The American company thus asked its suppliers to limit the use of “antibiotics of critical importance for human medicine”. This list, established by the World Health Organization (WHO), includes in particular cephalosporins, macrolides or quinolones.
It should be noted that since 2016, chickens raised in France and consumed in the French restaurants of the fast-food chain have not been exposed to growth-activating antibiotics. In addition, no animal meal is used.
As of January 2018, chickens reared in Brazil, Canada, Japan, South Korea, the United States and Europe will no longer be force-fed with these drugs. The company says, however, that European farms can continue to give animals colistin, an antibiotic of last resort. Until 2019.
2027 target
From that date, MacDonald’s plan will continue in Australia and Russia. European breeders will then be able to stop their treatment with colistin. All of the giant’s suppliers will have to comply with this new rule by 2027. But “our goal is to set up this new program before this date,” said the company in its press release.
According to Reuters, the multinational assured a group of consumers and environmental organizations that nearly three quarters of the chickens sold in January 2018 will meet these new food safety criteria.
Ten million deaths per year
Reducing the use of antibiotics in animal husbandry and veterinary medicine has become an international priority, due to the emergence of numerous multiresistant bacterial strains. Real scourges, these microbes resistant to the most powerful drugs are responsible for 10 million deaths each year worldwide, according to a British report.

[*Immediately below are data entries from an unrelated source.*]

//! Color types for streamline and marker painting.
//!
//! Streamlines carry a per-seed hue and are stroked as HSL colors; markers
//! and backgrounds are plain sRGB. `f64` components throughout.

use crate::error::EngineError;
use serde::{Deserialize, Deserializer, Serialize, Serializer};

/// sRGB color with components in [0, 1].
///
/// Serializes as a hex string `"#rrggbb"` for human-readable formats.
/// The hex round-trip has 8-bit quantization (1/255 precision loss),
/// which is acceptable since hex colors are inherently 8-bit.
#[derive(Debug, Clone, Copy, PartialEq)]
pub struct Srgb {
    pub r: f64,
    pub g: f64,
    pub b: f64,
}

impl Srgb {
    /// Parses a hex color string like "#ff00aa" or "ff00aa" (case insensitive).
    ///
    /// Returns `EngineError::InvalidColor` if the input is not a valid 6-digit hex color.
    pub fn from_hex(hex: &str) -> Result<Srgb, EngineError> {
        let hex = hex.strip_prefix('#').unwrap_or(hex);
        if hex.len() != 6 {
            return Err(EngineError::InvalidColor(format!(
                "expected 6 hex digits, got {}",
                hex.len()
            )));
        }
        let r = u8::from_str_radix(&hex[0..2], 16)
            .map_err(|e| EngineError::InvalidColor(format!("invalid red component: {e}")))?;
        let g = u8::from_str_radix(&hex[2..4], 16)
            .map_err(|e| EngineError::InvalidColor(format!("invalid green component: {e}")))?;
        let b = u8::from_str_radix(&hex[4..6], 16)
            .map_err(|e| EngineError::InvalidColor(format!("invalid blue component: {e}")))?;
        Ok(Srgb {
            r: r as f64 / 255.0,
            g: g as f64 / 255.0,
            b: b as f64 / 255.0,
        })
    }

    /// Converts the color to a hex string like `"#rrggbb"`.
    pub fn to_hex(self) -> String {
        let r = (self.r.clamp(0.0, 1.0) * 255.0).round() as u8;
        let g = (self.g.clamp(0.0, 1.0) * 255.0).round() as u8;
        let b = (self.b.clamp(0.0, 1.0) * 255.0).round() as u8;
        format!("#{r:02x}{g:02x}{b:02x}")
    }

    /// Black, the default canvas background.
    pub const BLACK: Srgb = Srgb {
        r: 0.0,
        g: 0.0,
        b: 0.0,
    };

    /// White, used for source markers.
    pub const WHITE: Srgb = Srgb {
        r: 1.0,
        g: 1.0,
        b: 1.0,
    };
}

impl Serialize for Srgb {
    fn serialize<S: Serializer>(&self, serializer: S) -> Result<S::Ok, S::Error> {
        serializer.serialize_str(&self.to_hex())
    }
}

impl<'de> Deserialize<'de> for Srgb {
    fn deserialize<D: Deserializer<'de>>(deserializer: D) -> Result<Self, D::Error> {
        let s = String::deserialize(deserializer)?;
        Srgb::from_hex(&s).map_err(serde::de::Error::custom)
    }
}

/// Converts an HSL color to sRGB.
///
/// `h` is in degrees (wrapped into [0, 360)), `s` and `l` in [0, 1].
/// Streamlines use this with the seed's hue at fixed saturation/lightness.
pub fn hsl_to_srgb(h: f64, s: f64, l: f64) -> Srgb {
    let h = h.rem_euclid(360.0);
    let s = s.clamp(0.0, 1.0);
    let l = l.clamp(0.0, 1.0);

    let c = (1.0 - (2.0 * l - 1.0).abs()) * s;
    let hp = h / 60.0;
    let x = c * (1.0 - (hp % 2.0 - 1.0).abs());
    let (r1, g1, b1) = match hp as u32 {
        0 => (c, x, 0.0),
        1 => (x, c, 0.0),
        2 => (0.0, c, x),
        3 => (0.0, x, c),
        4 => (x, 0.0, c),
        _ => (c, 0.0, x),
    };
    let m = l - c / 2.0;
    Srgb {
        r: r1 + m,
        g: g1 + m,
        b: b1 + m,
    }
}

In France, operators and veterinarians seem to have understood the extent of the danger. Animal exposure has reportedly dropped 48% since 2005, and around 20% over the past 4 years in domestic and farm animals.
A decrease which made it possible to reduce resistance at E.coli in pig and poultry farms. The fact remains that almost all of the 514 tonnes of antibiotics intended for animal health are swallowed by the animals that we consume, a report presented by the main health agencies of the country recalled last year (1).
(1) National Medicines Safety Agency (ANSM), National Food and Environmental Safety Agency (ANSES) and Public Health France.